Jeffrey Halstead, a retired police chief in Fort Worth, Texas, and a former commander for Homeland Security for Phoenix police, told Fox News Digital that U.S. military actions could ‘escalate the mindset of some of these outlying or outlier terrorist entities’ wanting to take action. 

‘We’ve seen historically that any time there is a conflict, especially in the Middle East with escalating tensions, military action and now a declaration of war, there is a significant impact on the ability for us to work collectively to share intelligence and gather information in a timely manner from our federal partners,’ Halstead said. ‘With the current Department of Homeland Security shutdown, if something were to occur here in the United States, there could be some significant delays because FEMA and other very, very critical divisions of the federal government are basically shut down.’

He specifically pointed out the terrorist attack in Austin, Texas, over the weekend, which left 2 people dead and 14 injured. The suspect, Ndiaga Diagne, a 53-year-old naturalized citizen born in Senegal, was also killed.

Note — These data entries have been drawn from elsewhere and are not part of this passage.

use anyhow::{Context, bail};
use async_trait::async_trait;
use std::collections::{BTreeMap, HashSet};
use std::sync::Mutex;
use tidemark_cloud::{Page, Tag, TagDescription, Tags};
use tidemark_cloud_aws::{
    CreateListenerRequest, CreateLoadBalancerRequest, CreateTargetGroupRequest, ElbV2Api,
    HealthCheck, ListenerAction, ListenerDescription, LoadBalancerDescription,
    ModifyListenerRequest, ModifyTargetGroupRequest, TargetGroupDescription,
};

pub const CLUSTER: &str = "prod.example.com";

pub fn owned_tags() -> Tags {
    [("KubernetesCluster".to_string(), CLUSTER.to_string())].into()
}

#[derive(Default)]
struct State {
    target_groups: Vec<TargetGroupDescription>,
    load_balancers: Vec<LoadBalancerDescription>,
    listeners: Vec<ListenerDescription>,
    tags: BTreeMap<String, Tags>,
    next_id: usize,
}

impl State {
    fn arn(&mut self, kind: &str, name: &str) -> String {
        self.next_id += 1;
        format!("arn:aws:elasticloadbalancing:{}/{}/{}", kind, name, self.next_id)
    }
}

/// In-memory ELBv2 that counts calls per operation
#[derive(Default)]
pub struct FakeElbV2 {
    state: Mutex<State>,
    calls: Mutex<BTreeMap<String, usize>>,
    failing: Mutex<HashSet<String>>,
}

fn page<T: Clone>(items: &[T], marker: Option<String>, page_size: usize) -> anyhow::Result<Page<T>> {
    let start = match marker {
        Some(m) => m.parse::<usize>().context("bad marker")?,
        None => 0,
    };
    let end = (start + page_size.max(1)).min(items.len());
    Ok(Page {
        items: items[start.min(end)..end].to_vec(),
        next_marker: (end < items.len()).then(|| end.to_string()),
    })
}

fn tag_map(tags: &[Tag]) -> Tags {
    tags.iter()
        .map(|t| (t.key.clone(), t.value.clone()))
        .collect()
}

#[allow(dead_code)]
impl FakeElbV2 {
    pub fn new() -> Self {
        Self::default()
    }

    fn record(&self, operation: &str) -> anyhow::Result<()> {
        *self
            .calls
            .lock()
            .unwrap()
            .entry(operation.to_string())
            .or_default() += 1;
        if self.failing.lock().unwrap().contains(operation) {
            bail!("{} rejected by fake", operation);
        }
        Ok(())
    }

    pub fn calls(&self, operation: &str) -> usize {
        self.calls
            .lock()
            .unwrap()
            .get(operation)
            .copied()
            .unwrap_or_default()
    }

    /// Number of calls that mutate the backend
    pub fn mutations(&self) -> usize {
        self.calls
            .lock()
            .unwrap()
            .iter()
            .filter(|(op, _)| !op.starts_with("describe"))
            .map(|(_, n)| n)
            .sum()
    }

    pub fn reset_calls(&self) {
        self.calls.lock().unwrap().clear();
    }

    pub fn fail(&self, operation: &str) {
        self.failing.lock().unwrap().insert(operation.to_string());
    }

    pub fn seed_target_group(&self, tg: TargetGroupDescription, tags: Tags) -> String {
        let mut state = self.state.lock().unwrap();
        let arn = if tg.arn.is_empty() {
            state.arn("targetgroup", &tg.name)
        } else {
            tg.arn.clone()
        };
        state.tags.insert(arn.clone(), tags);
        state.target_groups.push(TargetGroupDescription {
            arn: arn.clone(),
            ..tg
        });
        arn
    }

    pub fn seed_load_balancer(&self, lb: LoadBalancerDescription, tags: Tags) -> String {
        let mut state = self.state.lock().unwrap();
        let arn = state.arn("loadbalancer/net", &lb.name);
        state.tags.insert(arn.clone(), tags);
        state.load_balancers.push(LoadBalancerDescription {
            arn: arn.clone(),
            ..lb
        });
        arn
    }

    pub fn seed_listener(&self, listener: ListenerDescription) -> String {
        let mut state = self.state.lock().unwrap();
        let arn = state.arn("listener", &listener.port.to_string());
        state.listeners.push(ListenerDescription {
            arn: arn.clone(),
            ..listener
        });
        arn
    }

    pub fn target_groups(&self) -> Vec<TargetGroupDescription> {
        self.state.lock().unwrap().target_groups.clone()
    }

    pub fn load_balancers(&self) -> Vec<LoadBalancerDescription> {
        self.state.lock().unwrap().load_balancers.clone()
    }

    pub fn listeners(&self) -> Vec<ListenerDescription> {
        self.state.lock().unwrap().listeners.clone()
    }

    pub fn tags_of(&self, arn: &str) -> Tags {
        self.state
            .lock()
            .unwrap()
            .tags
            .get(arn)
            .cloned()
            .unwrap_or_default()
    }
}

#[async_trait]
impl ElbV2Api for FakeElbV2 {
    async fn describe_target_groups(
        &self,
        marker: Option<String>,
        page_size: usize,
    ) -> anyhow::Result<Page<TargetGroupDescription>> {
        self.record("describe_target_groups")?;
        page(&self.state.lock().unwrap().target_groups, marker, page_size)
    }

    async fn describe_load_balancers(
        &self,
        marker: Option<String>,
        page_size: usize,
    ) -> anyhow::Result<Page<LoadBalancerDescription>> {
        self.record("describe_load_balancers")?;
        page(&self.state.lock().unwrap().load_balancers, marker, page_size)
    }

    async fn describe_tags(&self, arns: &[String]) -> anyhow::Result<Vec<TagDescription>> {
        self.record("describe_tags")?;
        if arns.len() > 20 {
            bail!("describe_tags accepts at most 20 ARNs, got {}", arns.len());
        }
        let state = self.state.lock().unwrap();
        Ok(arns
            .iter()
            .filter_map(|arn| {
                state.tags.get(arn).map(|tags| TagDescription {
                    resource_id: arn.clone(),
                    tags: tags.iter().map(|(k, v)| Tag::new(k, v)).collect(),
                })
            })
            .collect())
    }

    async fn describe_listeners(
        &self,
        load_balancer_arn: &str,
        marker: Option<String>,
    ) -> anyhow::Result<Page<ListenerDescription>> {
        self.record("describe_listeners")?;
        let listeners: Vec<_> = self
            .state
            .lock()
            .unwrap()
            .listeners
            .iter()
            .filter(|l| l.load_balancer_arn == load_balancer_arn)
            .cloned()
            .collect();
        page(&listeners, marker, 2)
    }

    async fn create_listener(
        &self,
        request: CreateListenerRequest,
    ) -> anyhow::Result<ListenerDescription> {
        self.record("create_listener")?;
        let mut state = self.state.lock().unwrap();
        let arn = state.arn("listener", &request.port.to_string());
        let listener = ListenerDescription {
            arn,
            load_balancer_arn: request.load_balancer_arn,
            port: request.port,
            protocol: request.protocol,
            certificates: request.certificate_arn.into_iter().collect(),
            ssl_policy: request.ssl_policy,
            default_actions: vec![ListenerAction::forward(request.default_target_group_arn)],
        };
        state.listeners.push(listener.clone());
        Ok(listener)
    }

    async fn modify_listener(&self, request: ModifyListenerRequest) -> anyhow::Result<()> {
        self.record("modify_listener")?;
        let mut state = self.state.lock().unwrap();
        let listener = state
            .listeners
            .iter_mut()
            .find(|l| l.arn == request.listener_arn)
            .context("listener not found")?;
        if let Some(policy) = request.ssl_policy {
            listener.ssl_policy = Some(policy);
        }
        if let Some(tg) = request.default_target_group_arn {
            listener.default_actions = vec![ListenerAction::forward(tg)];
        }
        Ok(())
    }

    async fn delete_listener(&self, listener_arn: &str) -> anyhow::Result<()> {
        self.record("delete_listener")?;
        self.state
            .lock()
            .unwrap()
            .listeners
            .retain(|l| l.arn != listener_arn);
        Ok(())
    }

    async fn create_target_group(
        &self,
        request: CreateTargetGroupRequest,
    ) -> anyhow::Result<TargetGroupDescription> {
        self.record("create_target_group")?;
        let mut state = self.state.lock().unwrap();
        let arn = state.arn("targetgroup", &request.name);
        let tg = TargetGroupDescription {
            arn: arn.clone(),
            name: request.name,
            port: request.port,
            protocol: request.protocol,
            vpc_id: request.vpc_id,
            health_check: request.health_check,
            load_balancer_arns: Vec::new(),
        };
        state.tags.insert(arn, tag_map(&request.tags));
        state.target_groups.push(tg.clone());
        Ok(tg)
    }

    async fn modify_target_group(&self, request: ModifyTargetGroupRequest) -> anyhow::Result<()> {
        self.record("modify_target_group")?;
        let mut state = self.state.lock().unwrap();
        let tg = state
            .target_groups
            .iter_mut()
            .find(|tg| tg.arn == request.target_group_arn)
            .context("target group not found")?;
        tg.health_check = request.health_check;
        Ok(())
    }

    async fn delete_target_group(&self, target_group_arn: &str) -> anyhow::Result<()> {
        self.record("delete_target_group")?;
        let mut state = self.state.lock().unwrap();
        state.target_groups.retain(|tg| tg.arn != target_group_arn);
        state.tags.remove(target_group_arn);
        Ok(())
    }

    async fn create_load_balancer(
        &self,
        request: CreateLoadBalancerRequest,
    ) -> anyhow::Result<LoadBalancerDescription> {
        self.record("create_load_balancer")?;
        let mut state = self.state.lock().unwrap();
        let arn = state.arn("loadbalancer/net", &request.name);
        let lb = LoadBalancerDescription {
            arn: arn.clone(),
            dns_name: Some(format!("{}.elb.amazonaws.com", request.name)),
            name: request.name,
            scheme: request.scheme,
            subnets: request.subnets,
            state: Some("provisioning".to_string()),
        };
        state.tags.insert(arn, tag_map(&request.tags));
        state.load_balancers.push(lb.clone());
        Ok(lb)
    }

    async fn delete_load_balancer(&self, load_balancer_arn: &str) -> anyhow::Result<()> {
        self.record("delete_load_balancer")?;
        let mut state = self.state.lock().unwrap();
        state.load_balancers.retain(|lb| lb.arn != load_balancer_arn);
        state
            .listeners
            .retain(|l| l.load_balancer_arn != load_balancer_arn);
        state.tags.remove(load_balancer_arn);
        Ok(())
    }

    async fn set_subnets(&self, load_balancer_arn: &str, subnets: &[String]) -> anyhow::Result<()> {
        self.record("set_subnets")?;
        let mut state = self.state.lock().unwrap();
        let lb = state
            .load_balancers
            .iter_mut()
            .find(|lb| lb.arn == load_balancer_arn)
            .context("load balancer not found")?;
        lb.subnets = subnets.to_vec();
        Ok(())
    }

    async fn add_tags(&self, arn: &str, tags: &[Tag]) -> anyhow::Result<()> {
        self.record("add_tags")?;
        self.state
            .lock()
            .unwrap()
            .tags
            .entry(arn.to_string())
            .or_default()
            .extend(tag_map(tags));
        Ok(())
    }
}

/// A target group as it would look after a create with default health checks
#[allow(dead_code)]
pub fn tcp_target_group(name: &str, port: u16) -> TargetGroupDescription {
    TargetGroupDescription {
        arn: String::new(),
        name: name.to_string(),
        port,
        protocol: "TCP".to_string(),
        vpc_id: "vpc-1".to_string(),
        health_check: HealthCheck {
            protocol: Some("TCP".to_string()),
            port: Some("traffic-port".to_string()),
            interval_seconds: Some(30),
            healthy_threshold: Some(5),
            unhealthy_threshold: Some(2),
        },
        load_balancer_arns: Vec::new(),
    }
}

Authorities said they are investigating the shooting, which took place at a bar at about 2 a.m. on Sunday, as a ‘potential nexus to terrorism’ as Diagne appeared to wear a ‘Property of Allah’ sweatshirt and an undershirt depicting the Iranian flag. A Quran was also later recovered from his vehicle, and an Iranian flag and images of regime leaders were found at his home.

That attack comes after U.S.-Israeli joint military strikes, which began against Iran on Saturday morning, killed the Islamic Republic’s Supreme Leader Ali Khamenei and other leaders, triggering a wider conflict in the Middle East.

Halstead, who is also the director of strategic accounts at Genasys, a communications hardware and software provider that helps communities during emergencies, warned that events in the U.S. later this year, such as World Cup soccer matches and America’s 250th anniversary, could make the U.S. an ‘escalated target’ if the conflict in the Middle East remains active.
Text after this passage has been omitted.